On the right is the Jetson Nano (64-bit ARM architecture) running iperf in server mode. On the left is the host machine (x86_64 architecture) running iperf in client mode. We are going to adjust the CPU affinity of the iperf server on the Jetson Nano to observe how that parameter affects the overall throughput performance between the client and server.
The term CPU affinity signifies the particular CPU core that an execution context is pinned to. Usually, this is set on an application basis. My hypothesis is that if the CPU affinity of the interrupt and corresponding handler matches the CPU affinity of the process receiving packets, then packet loss should be minimized, because time isn’t wasted moving data between cores.
First, we will determine the affinity of the eth0 interface on the Jetson Nano. This will tell us which processor core handles interrupts from the eth0 interface. To do this, we execute the following command on the Jetson Nano:
$> cat /proc/interrupts/ | grep eth0
407: 1881331 0 0 0 Tegra PCIe MSI 0 Edge eth0
We can see that the first core (CPU0) handles these interrupts. Next, we run iperf in server mode on the Jetson Nano:
$> iperf -s -B 192.168.2.247 -p 5001
Still on the Jetson Nano, we execute these commands to determine the default CPU affinity:
$> ps ax | grep iperf
12910 pts/0 Sl+ 1:25 iperf -s -B 192.168.2.247 -p 5001
$> taskset -p --cpu-list 12910
pid 20977's current affinity list: 0-3
The first command retrieves the process ID (PID) of the iperf command. We use the PID in the taskset command, together with the flag –cpu-list, to determine which processor cores are allowed to run iperf. Initially, we see that any processor core can run iperf.
Then we run iperf in client mode from our host machine, by executing the following command where we are attempting to push through 1 Gbps of data to the server (and we can see we’re getting pretty close to that limit):
$> iperf -b1G -c 192.168.2.247 -p5001
[ 3] 0.0-10.0 sec 1.10 GBytes 851 Mbits/sec
Consider what would happen if we didn’t allow Linux to choose the optimal processor core, and we instead pinned the iperf server execution to a specific core?

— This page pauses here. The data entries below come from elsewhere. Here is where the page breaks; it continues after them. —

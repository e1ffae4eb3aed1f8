use image::{Rgb, RgbImage};
use ndarray::{array, Array2};
use std::sync::Arc;
use std::sync::atomic::{AtomicBool, Ordering};
use tempfile::TempDir;

use pet_seg_rs::{
    display::{FileDisplay, RecordingDisplay},
    AcquisitionState, ClassLabel, ImageAcquisition, OutOfRangePolicy, PetSegError,
    SegmentationEngine, SegmentationMask, SegmentationReporter, SegmentationResult, Session,
    SourceImage, StatusMessage,
};

// Engine defined locally so the scenarios control the mask it returns
#[derive(Debug)]
struct TestEngine {
    cells: Array2<i32>,
    confidence: f32,
    saw_image: AtomicBool,
}

impl TestEngine {
    fn new(cells: Array2<i32>, confidence: f32) -> Self {
        Self {
            cells,
            confidence,
            saw_image: AtomicBool::new(false),
        }
    }
}

impl SegmentationEngine for TestEngine {
    fn segment(&self, image: &SourceImage) -> pet_seg_rs::Result<SegmentationResult> {
        self.saw_image.store(image.width() > 0, Ordering::SeqCst);
        SegmentationResult::from_mask(SegmentationMask::from_array(self.cells.clone()), self.confidence)
    }

    fn get_image_size(&self) -> u32 {
        128
    }
}

fn session_with(cells: Array2<i32>, confidence: f32) -> Session<TestEngine> {
    Session::new(
        TestEngine::new(cells, confidence),
        SegmentationReporter::default(),
        ImageAcquisition::new(true),
    )
}

fn photo() -> SourceImage {
    SourceImage::from(RgbImage::from_pixel(8, 6, Rgb([120, 80, 40])))
}

#[tokio::test]
async fn test_camera_capture_end_to_end() -> pet_seg_rs::Result<()> {
    let mut session = session_with(array![[0, 0], [1, 2]], 0.87);
    session.capture_from_camera(photo());
    assert!(matches!(
        session.acquisition().state(),
        AcquisitionState::Ready(_)
    ));

    let report = session.predict().await?;
    let lines: Vec<&str> = report.text.lines().collect();

    assert_eq!(lines[0], "Semantic Segmentation");
    assert_eq!(lines[1], "Confidence: 87.0%");
    assert_eq!(lines[2], "");
    assert_eq!(&lines[3..6], &["Pet: 50.0%", "Background: 25.0%", "Border: 25.0%"]);
    assert_eq!(lines.len(), 9);
    assert!(session.engine().saw_image.load(Ordering::SeqCst));
    Ok(())
}

#[tokio::test]
async fn test_predict_while_idle() {
    let mut session = session_with(array![[0]], 0.5);

    let outcome = session.predict().await;
    assert!(matches!(outcome, Err(PetSegError::NoImageSelected)));

    let status = StatusMessage::from_outcome(&outcome);
    assert_eq!(status.text, "Please select an image first");
    assert!(status.image.is_none());
}

#[tokio::test]
async fn test_empty_mask_reports_failure() {
    let mut session = session_with(Array2::zeros((0, 0)), 0.5);
    session.capture_from_camera(photo());

    let outcome = session.predict().await;
    assert!(matches!(outcome, Err(PetSegError::DegenerateInput { .. })));
    assert_eq!(StatusMessage::from_outcome(&outcome).text, "Segmentation failed");
}

#[tokio::test]
async fn test_out_of_range_cell_is_excluded() -> pet_seg_rs::Result<()> {
    let mut cells = Array2::zeros((4, 5));
    cells[[3, 4]] = 42;
    let mut session = session_with(cells, 0.9);
    session.capture_from_camera(photo());

    let report = session.predict().await?;
    assert_eq!(report.statistics.total_pixels, 20);
    assert_eq!(report.statistics.denominator, 19);
    assert_eq!(report.statistics.percentage(ClassLabel::Pet), 100.0);
    Ok(())
}

#[tokio::test]
async fn test_gallery_flow_with_permission() -> pet_seg_rs::Result<()> {
    let mut session = session_with(Array2::from_elem((3, 3), 2), 1.0);

    let request = session.select_from_gallery(photo());
    assert!(request.needs_permission);
    assert!(matches!(
        session.acquisition().state(),
        AcquisitionState::AwaitingPermission { .. }
    ));

    session.permission_granted();
    session.select_from_gallery(photo());

    let report = session.predict().await?;
    assert!(report.text.contains("Border: 100.0%"));
    assert!(report.text.contains("Pet: 0.0%"));
    assert!(report.text.contains("Confidence: 100.0%"));
    Ok(())
}

#[tokio::test]
async fn test_report_written_to_file_display() -> pet_seg_rs::Result<()> {
    let temp_dir = TempDir::new()?;
    let output = temp_dir.path().join("mask.png");

    let mut session = session_with(array![[0, 1], [1, 1]], 0.42);
    session.capture_from_camera(photo());

    let mut display = FileDisplay::with_writer(&output, Vec::new());
    session.predict_and_display(&mut display).await?;

    let mask = image::open(&output)?.to_rgb8();
    assert_eq!(*mask.get_pixel(0, 0), Rgb([255, 0, 0]));
    assert_eq!(*mask.get_pixel(1, 1), Rgb([0, 255, 0]));

    let text = String::from_utf8(display.into_writer()).unwrap();
    assert!(text.starts_with("Selected model: Semantic Segmentation\n"));
    assert!(text.contains("Confidence: 42.0%"));
    Ok(())
}

#[tokio::test]
async fn test_strict_policy_surfaces_failure() {
    let mut session = Session::new(
        TestEngine::new(array![[0, 3]], 0.5),
        SegmentationReporter::new(OutOfRangePolicy::Reject),
        ImageAcquisition::new(false),
    );
    session.capture_from_camera(photo());

    let mut display = RecordingDisplay::new();
    let outcome = session.predict_and_display(&mut display).await;

    assert!(outcome.is_err());
    assert_eq!(display.last_text(), Some("Segmentation failed"));
}

#[tokio::test]
async fn test_shared_engine_between_sessions() -> pet_seg_rs::Result<()> {
    let engine = Arc::new(TestEngine::new(array![[1]], 0.3));
    let mut first = Session::with_shared_engine(
        Arc::clone(&engine),
        SegmentationReporter::default(),
        ImageAcquisition::default(),
    );
    let mut second = Session::with_shared_engine(
        engine,
        SegmentationReporter::default(),
        ImageAcquisition::default(),
    );

    first.capture_from_camera(photo());
    assert!(first.predict().await.is_ok());
    assert!(matches!(
        second.predict().await,
        Err(PetSegError::NoImageSelected)
    ));
    Ok(())
}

Let’s artificially handicap our setup to evaluate the impact on throughput. We do this by pinning the iperf server to CPU3 (recall that CPU0 is responsible for handling interrupts from the eth0 interface) with the following command on the Jetson Nano:
$> taskset -p --cpu-list 3 12910
pid 20977's current affinity list: 0-3
pid 20977's new affinity list: 3
Running iperf again, we get the same average throughput of 851 Mbps. Since I hypothesized that it would take more time to send data from CPU0 to CPU3, throughput should have dropped but it didn’t. Tracealyzer can help us find out why.
First, we start a lttng capture on the Jetson Nano:
$> lttng create
$> lttng enable-event -k -a
$> lttng enable-event -u --all
$> lttng add-context -k -t pid
$> lttng add-context -k -t ppid
$> lttng start
Then we run an iperf test from the host machine, and then stop lttng and destroy the session to avoid having large traces with extraneous events.
$> lttng stop
$> lttng destroy
We can see a few interesting results in the capture when iperf is pinned to CPU3. First, notice that there are four instances of the iperf process running, even though Linux listed only a single instance. Next, notice that the instance of iperf that corresponds to the PID reported by Linux executes only twice: once at the beginning of the iperf measurement and once at the end.
We can also see that even though we instructed iperf to be pinned to CPU3, there are other instances of iperf executing on different CPU cores.
Although we instructed iperf to limit its execution to CPU3, something caused it to run on other CPUs. This is actually not that uncommon, since applications can implement their own logic for selecting the appropriate CPU for execution. It appears that iperf has similar logic implemented as well.
When we zoom out on the trace, we see a flurry of execution instances of the eth0 interrupt handler executing at around the same time as the iperf experiment, and we can conclude that there is a correlation between when the eth0 interrupt handler is executing and when the iperf instance is executing.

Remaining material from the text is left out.